Since I wanted the components that didn't utilize the fields
frequently to be pushed to the Map [so to make the code cleaner], I
was hoping to use these annotations for the fields, but I apparently
do not see them being generated within the Tag of the components and
the tld as I thought they would be generated at.
The following annotation is within a blank interface of an abstract
class to be created as concrete with JSFComponent annotation :
@JSFJspProperty
name = "allowMultipleSelection"
returnType = "java.lang.String"
longDesc = "A flag that indicates whether you can allow more
than
one item to be selected at the same time."
@JSFJspProperties and @JSFJspProperty is used only as a last resource,
when you want to define a property used on the tld but not defined on
the component (like "binding" property) or a parent component property
should not be on the tld of the child component, and you cannot change
the api of the component like in myfaces core (you cannot add public
methods to components).
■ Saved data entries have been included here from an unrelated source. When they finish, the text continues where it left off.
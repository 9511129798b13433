use std::error::Error;
use std::fmt::{Display, Formatter};
use std::io;

/// The error type for the operations of the [`Client`], [`Connection`] and associated structs and traits.
///
/// Errors mostly occur while communicating with the server, but can also happen e.g. when describing
/// document shapes.
///
/// [`Client`]: crate::client::Client
/// [`Connection`]: crate::connection::Connection
#[derive(Debug)]
pub enum ClientError {
    /// The server address is not a valid `http` or `https` URL.
    InvalidUrl {
        /// The rejected address.
        url: String,
        /// What makes the address invalid.
        reason: String,
    },
    /// The exchange with the server broke down, in transport or with a failure status.
    Connection(ConnectionFailure),
    /// The server rejected the request as malformed, typically over an unknown field name.
    InvalidField {
        /// The server's own description of the problem.
        message: String,
    },
    /// The document shape has no field marked as the unique key, yet the operation needs one.
    NoUniqueKey {
        /// Name of the document type.
        type_name: &'static str,
    },
    /// The document shape marks more than one field as the unique key.
    MultipleUniqueKeys {
        /// Name of the document type.
        type_name: &'static str,
        /// First field marked as the unique key.
        first: &'static str,
        /// Second field marked as the unique key.
        second: &'static str,
    },
    /// The unique key field of this document carries no value to address it by.
    MissingUniqueKeyValue {
        /// Name of the document type.
        type_name: &'static str,
        /// Name of the unique key field.
        field: &'static str,
    },
    /// The response body could not be decoded into results.
    ResultParse(Box<dyn Error + Send + Sync>),
}

impl Display for ClientError {
    fn fmt(&self, f: &mut Formatter<'_>) -> std::fmt::Result {
        match &*self {
            ClientError::InvalidUrl { url, reason } => write!(f, "invalid server URL {}: {}", url, reason),
            ClientError::Connection(ref e) => e.fmt(f),
            ClientError::InvalidField { message } => write!(f, "{}", message),
            ClientError::NoUniqueKey { type_name } => {
                write!(f, "document type {} has no unique key field", type_name)
            }
            ClientError::MultipleUniqueKeys { type_name, first, second } => write!(
                f,
                "document type {} marks both {} and {} as unique key fields",
                type_name, first, second
            ),
            ClientError::MissingUniqueKeyValue { type_name, field } => write!(
                f,
                "document type {} has no value in its unique key field {}",
                type_name, field
            ),
            ClientError::ResultParse(ref e) => e.fmt(f),
        }
    }
}

impl Error for ClientError {
    fn source(&self) -> Option<&(dyn Error + 'static)> {
        match self {
            ClientError::Connection(e) => Some(e),
            ClientError::ResultParse(e) => Some(e.as_ref()),
            _ => None,
        }
    }
}

impl From<io::Error> for ClientError {
    fn from(err: io::Error) -> ClientError {
        ClientError::Connection(ConnectionFailure::Transport(err))
    }
}

/// The way an exchange with the server broke down.
#[derive(Debug)]
pub enum ConnectionFailure {
    /// The request never completed, e.g. the server is unreachable or the connection timed out.
    Transport(io::Error),
    /// The server answered with a failure status other than a rejected request.
    Status {
        /// The HTTP status code.
        status: u16,
        /// The response body as received.
        body: String,
    },
}

impl Display for ConnectionFailure {
    fn fmt(&self, f: &mut Formatter<'_>) -> std::fmt::Result {
        match &*self {
            ConnectionFailure::Transport(ref e) => e.fmt(f),
            ConnectionFailure::Status { status, body } => {
                write!(f, "server answered with status {}: {}", status, body)
            }
        }
    }
}

impl Error for ConnectionFailure {
    fn source(&self) -> Option<&(dyn Error + 'static)> {
        match self {
            ConnectionFailure::Transport(e) => Some(e),
            ConnectionFailure::Status { .. } => None,
        }
    }
}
If you are working with new components use
@JSFProperty instead and avoid any usage at possible of @JSFJspProperty.
But JSFProperty does assume that there is a real field on the component,
which is not what Jihoon Kim wants.
I was looking at this a couple of weeks ago, and from memory one of the
JSFJsp* annotations really does work fine when you want real properties
declared in the tld (and present as methods on the tag class) but just
want the data pushed into the component's attributes map rather than
stored as a property on the component. So I was going to propose
renaming that annotation to JSFAttribute. Unfortunately I cannot
remember which annotation it was. I'll have a look on my home pc after
work today.
I guess the alternative is to put a flag on the @JSFProperty annotation
to indicate that it is an "attributes map only" property. But that does
require a real method on the component to attach the annotation to,
which is not right for attribute-map-based properties. Maybe we could
allow an @JSFProperty annotation to be attached to a public static final
string field on the component itself; each component that supports an
attribute really should have a constant defined which other classes can
then use to fetch that attribute from the attributes map. When the
plugin finds a JSPProperty annotation attached to a constant, then it
could set the internal "isAttribute" flag on the corresponding
PropertyMeta object so that we know to skip that PropertyMeta when
generating the saveState/restoreState methods. Thoughts?